Music and Math

Music has a deep-rooted connection to how I perceive the world. When I was in first grade, I wanted nothing more than to play the electric guitar, yet I felt that I had to be more like my sister, so I picked up the violin. I almost jokingly said one day that I was going to learn the “electric violin,” only to see later on TV that such a thing actually exists.
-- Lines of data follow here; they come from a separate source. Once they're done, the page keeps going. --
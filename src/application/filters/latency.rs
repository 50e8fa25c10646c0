use crate::application::filters::{AdmissionGate, GateContext};
use crate::domain::admission::{Admission, RejectReason};

/// Rejects signals built on market data that is already too old: snapshot
/// age plus the source's own reported latency.
pub struct LatencyGate {
    max_latency_ms: f64,
}

impl LatencyGate {
    pub fn new(max_latency_ms: f64) -> Self {
        Self { max_latency_ms }
    }
}

impl AdmissionGate for LatencyGate {
    fn name(&self) -> &'static str {
        "LatencyGate"
    }

    fn evaluate(&self, ctx: &GateContext<'_>) -> Admission {
        let age_ms = (ctx.now - ctx.signal.snapshot.as_of).num_milliseconds();
        let latency_ms = age_ms.saturating_add(ctx.signal.snapshot.source_latency_ms);

        if latency_ms as f64 > self.max_latency_ms {
            Admission::Reject(RejectReason::LatencyTooHigh {
                latency_ms,
                limit_ms: self.max_latency_ms as i64,
            })
        } else {
            Admission::Accept
        }
    }
}
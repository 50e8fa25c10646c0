use chrono::{DateTime, Utc};
use std::fmt;

/// Typed reason a signal was refused before reaching the exchange.
///
/// These are observable outcomes, not errors: they are logged, counted,
/// and the signal is dropped.
#[derive(Debug, Clone, PartialEq)]
pub enum RejectReason {
    /// The VA already owns a different symbol.
    SymbolConflict { held: String },
    /// The VA is serving a consecutive-loss cooldown.
    InCooldown { until: DateTime<Utc> },
    /// Kill switch blocks all new entries.
    KillSwitchEngaged,
    /// The VA is at its open-position limit.
    Throttled { open: usize, max: usize },
    /// Signal arrived outside the configured trading window.
    OutsideTradingWindow,
    SpreadTooWide { spread_bps: f64, limit_bps: f64 },
    SlippageTooHigh { slippage_bps: f64, limit_bps: f64 },
    LatencyTooHigh { latency_ms: i64, limit_ms: i64 },
    /// Snapshot has a non-positive bid or a crossed book.
    InvalidMarket,
    /// Signal referenced a VA the engine does not manage.
    UnknownAccount,
}

impl RejectReason {
    /// Stable label for counters and dashboards.
    pub fn label(&self) -> &'static str {
        match self {
            RejectReason::SymbolConflict { .. } => "symbol_conflict",
            RejectReason::InCooldown { .. } => "in_cooldown",
            RejectReason::KillSwitchEngaged => "kill_switch",
            RejectReason::Throttled { .. } => "throttled",
            RejectReason::OutsideTradingWindow => "outside_trading_window",
            RejectReason::SpreadTooWide { .. } => "spread_too_wide",
            RejectReason::SlippageTooHigh { .. } => "slippage_too_high",
            RejectReason::LatencyTooHigh { .. } => "latency_too_high",
            RejectReason::InvalidMarket => "invalid_market",
            RejectReason::UnknownAccount => "unknown_account",
        }
    }
}

impl fmt::Display for RejectReason {
    fn fmt(&self, f: &mut fmt::Formatter<'_>) -> fmt::Result {
        match self {
            RejectReason::SymbolConflict { held } => {
                write!(f, "VA already holds {held}")
            }
            RejectReason::InCooldown { until } => {
                write!(f, "VA in cooldown until {until}")
            }
            RejectReason::KillSwitchEngaged => write!(f, "kill switch engaged"),
            RejectReason::Throttled { open, max } => {
                write!(f, "open position limit reached ({open}/{max})")
            }
            RejectReason::OutsideTradingWindow => write!(f, "outside trading window"),
            RejectReason::SpreadTooWide { spread_bps, limit_bps } => {
                write!(f, "spread {spread_bps:.2} bps > limit {limit_bps:.2} bps")
            }
            RejectReason::SlippageTooHigh { slippage_bps, limit_bps } => {
                write!(f, "slippage {slippage_bps:.2} bps > limit {limit_bps:.2} bps")
            }
            RejectReason::LatencyTooHigh { latency_ms, limit_ms } => {
                write!(f, "latency {latency_ms} ms > limit {limit_ms} ms")
            }
            RejectReason::InvalidMarket => write!(f, "invalid market snapshot"),
            RejectReason::UnknownAccount => write!(f, "unknown virtual account"),
        }
    }
}

/// Outcome of an admission stage. Components return a value; nothing is
/// thrown for control flow.
#[derive(Debug, Clone, PartialEq)]
pub enum Admission {
    Accept,
    Reject(RejectReason),
}

impl Admission {
    pub fn is_accepted(&self) -> bool {
        matches!(self, Admission::Accept)
    }

    pub fn reject_reason(&self) -> Option<&RejectReason> {
        match self {
            Admission::Accept => None,
            Admission::Reject(reason) => Some(reason),
        }
    }
}

#[cfg(test)]
mod tests {
    use super::*;

    #[test]
    fn test_admission_helpers() {
        assert!(Admission::Accept.is_accepted());
        let rejected = Admission::Reject(RejectReason::KillSwitchEngaged);
        assert!(!rejected.is_accepted());
        assert_eq!(
            rejected.reject_reason(),
            Some(&RejectReason::KillSwitchEngaged)
        );
    }

    #[test]
    fn test_reason_formatting() {
        let reason = RejectReason::Throttled { open: 5, max: 5 };
        assert!(reason.to_string().contains("5/5"));
        assert_eq!(reason.label(), "throttled");

        let reason = RejectReason::SpreadTooWide {
            spread_bps: 19.98,
            limit_bps: 10.0,
        };
        assert!(reason.to_string().contains("19.98"));
    }
}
From then through seventh grade, I played the violin (but never got around to the electric part). What’s also fascinated me is the connection between music and math. After all, what’s the first thing you see when you look at a piece of sheet music? A fraction.

In December I stumbled upon a Finnish research paper that studies how the brain processes rhythm, tonality, and timbre. It was published in the journal NeuroImage. With a functional MRI, the research team found that listening to music employs both the auditory areas of the brain and large scale networks. There are also links in these networks to areas associated with movement, which would make sense, I suppose. All in all, many parts of the brain activate with music, many of which I would not have guessed, including the emotional, motor, and creative parts, all at once.

Timbral processing was located in the cerebellum which leads me to think that the “color” of music—the vibe if you will—is what makes us move. My next question is: How did all of this evolve? How is there a selective advantage to having these abilities? Also, an interesting element to explore would be the areas active while processing math and comparing the two neuroimages.

Still, though, you might be wondering, How strong really is this connection between music and math? To answer that, allow me to take you back to Ancient Greece. At that time, there was a man called Pythagoras that made important discoveries to philosophy, mathematics, and music. Already you might remember the name from middle school or high school. All together now: $a^2 + b^2 = c^2$. It’s the same person.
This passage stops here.